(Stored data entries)
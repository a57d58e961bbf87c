//! Domain records for a single diagnosis request

use chrono::{DateTime, Utc};
use serde::{Deserialize, Serialize};
use utoipa::ToSchema;

/// Sentinel concentration for a gas row whose value column is a dash
pub const NOT_DETECTED: &str = "Not Detected";

/// A single gas concentration extracted from the lab report text
///
/// The ppm field stays exactly as captured from the source text (or the
/// `NOT_DETECTED` sentinel); no numeric parsing happens at extraction time.
#[derive(Debug, Clone, PartialEq, Eq, Serialize, Deserialize, ToSchema)]
pub struct GasReading {
    pub gas_name: String,
    pub ppm: String,
}

/// One manually entered oil-quality parameter, raw value as typed
#[derive(Debug, Clone, PartialEq, Eq, Serialize, Deserialize, ToSchema)]
pub struct OilParameter {
    pub key: String,
    pub value: String,
}

impl OilParameter {
    pub fn new(key: impl Into<String>, value: impl Into<String>) -> Self {
        Self {
            key: key.into(),
            value: value.into(),
        }
    }
}

/// Which standards table applies to a report, derived once from capacity
#[derive(Debug, Clone, Copy, PartialEq, Eq)]
pub enum CapacityClass {
    /// Above 170 MVA, classified against the TypeOne table
    HighCapacity,
    /// 170 MVA and below, classified against the TypeTwo table
    StandardCapacity,
}

impl CapacityClass {
    pub const THRESHOLD_MVA: f64 = 170.0;

    /// Derive the class from the raw capacity form value.
    ///
    /// An unparseable capacity falls back to `StandardCapacity` with a
    /// warning rather than failing the whole request.
    pub fn from_capacity(raw: &str) -> Self {
        match raw.trim().parse::<f64>() {
            Ok(mva) if mva > Self::THRESHOLD_MVA => Self::HighCapacity,
            Ok(_) => Self::StandardCapacity,
            Err(_) => {
                tracing::warn!(capacity = %raw, "Capacity is not numeric, assuming standard capacity");
                Self::StandardCapacity
            }
        }
    }
}

/// Qualitative status of an oil parameter against the active standards table
#[derive(Debug, Clone, Copy, PartialEq, Eq, Serialize, Deserialize, ToSchema)]
#[serde(rename_all = "lowercase")]
pub enum OilStatus {
    Good,
    Fair,
    Poor,
    Unclassified,
}

impl std::fmt::Display for OilStatus {
    fn fmt(&self, f: &mut std::fmt::Formatter<'_>) -> std::fmt::Result {
        let label = match self {
            OilStatus::Good => "good",
            OilStatus::Fair => "fair",
            OilStatus::Poor => "poor",
            OilStatus::Unclassified => "unclassified",
        };
        f.write_str(label)
    }
}

/// Classification outcome for one oil parameter
#[derive(Debug, Clone, PartialEq, Eq, Serialize, Deserialize, ToSchema)]
pub struct ClassificationResult {
    pub parameter_key: String,
    pub raw_value: String,
    pub status: OilStatus,
}

/// The two-section diagnostic narrative produced by the generator
///
/// Both fields are guaranteed non-empty; generation failure substitutes
/// the fixed `(Missing)` placeholders.
#[derive(Debug, Clone, PartialEq, Eq, Serialize, Deserialize, ToSchema)]
pub struct DiagnosisNarrative {
    pub remarks: String,
    pub preventive_steps: String,
}

impl DiagnosisNarrative {
    pub const PLACEHOLDER: &'static str = "(Missing)";

    pub fn missing() -> Self {
        Self {
            remarks: Self::PLACEHOLDER.to_string(),
            preventive_steps: Self::PLACEHOLDER.to_string(),
        }
    }

    /// Render the narrative back into its labeled two-section text form
    pub fn as_text(&self) -> String {
        format!(
            "Remarks: {}\nPreventive Steps: {}",
            self.remarks, self.preventive_steps
        )
    }
}

/// A reference document retained in the final report
#[derive(Debug, Clone, PartialEq, Eq, Serialize, Deserialize, ToSchema)]
pub struct ReferenceEntry {
    /// Retrieval rank, 1-based
    pub index: usize,
    /// Source file name
    pub source: String,
    /// Public locator of the copied document
    pub url: String,
}

/// Identifying fields for the report header
#[derive(Debug, Clone, Default, Serialize, Deserialize, ToSchema)]
pub struct RequestMeta {
    pub substation_short_id: String,
    pub substation_name: String,
    pub transformer_id: String,
    pub transformer_name: String,
    pub capacity: String,
    pub testing_date: DateTime<Utc>,
}

/// Aggregate result of one diagnosis run, immutable after assembly
#[derive(Debug, Clone, Serialize, ToSchema)]
pub struct FinalReport {
    pub meta: RequestMeta,
    pub readings: Vec<GasReading>,
    pub classifications: Vec<ClassificationResult>,
    pub narrative: DiagnosisNarrative,
    pub references: Vec<ReferenceEntry>,
}

impl FinalReport {
    /// Render the fixed-order textual report: header, identifying fields,
    /// gas readings, classified parameters, narrative, reference blocks.
    pub fn render(&self) -> String {
        let mut lines = Vec::new();

        lines.push(format!(
            "                   AI DGA DIAGNOSIS Report           {}\n{}",
            self.meta.testing_date.format("%Y-%m-%d %H:%M:%S"),
            "=".repeat(50)
        ));
        lines.push(format!(
            "Substation Short Id = {}",
            self.meta.substation_short_id
        ));
        lines.push(format!("Substation Name     = {}", self.meta.substation_name));
        lines.push(format!("Transformer ID      = {}", self.meta.transformer_id));
        lines.push(format!(
            "Transformer Name    = {}",
            self.meta.transformer_name
        ));
        lines.push(format!("Capacity            = {}", self.meta.capacity));

        lines.push("=".repeat(60));
        lines.push("Input:".to_string());
        for reading in &self.readings {
            lines.push(format!("{} = {} ppm", reading.gas_name, reading.ppm));
        }

        for result in &self.classifications {
            lines.push(format!(
                "{} = {} ({})",
                result.parameter_key, result.raw_value, result.status
            ));
        }

        lines.push("-".repeat(60));
        lines.push(self.narrative.as_text());
        lines.push("-".repeat(60));

        for entry in &self.references {
            lines.push(format!("Reference {}", entry.index));
            lines.push(format!("source: {}", entry.source));
            lines.push("-".repeat(60));
        }

        lines.join("\n")
    }
}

- **Exercise goal**
Would you copy out each line of the records above where the word "fields" occurs?

- **Result**
/// Both fields are guaranteed non-empty; generation failure substitutes
/// Identifying fields for the report header
    /// Render the fixed-order textual report: header, identifying fields,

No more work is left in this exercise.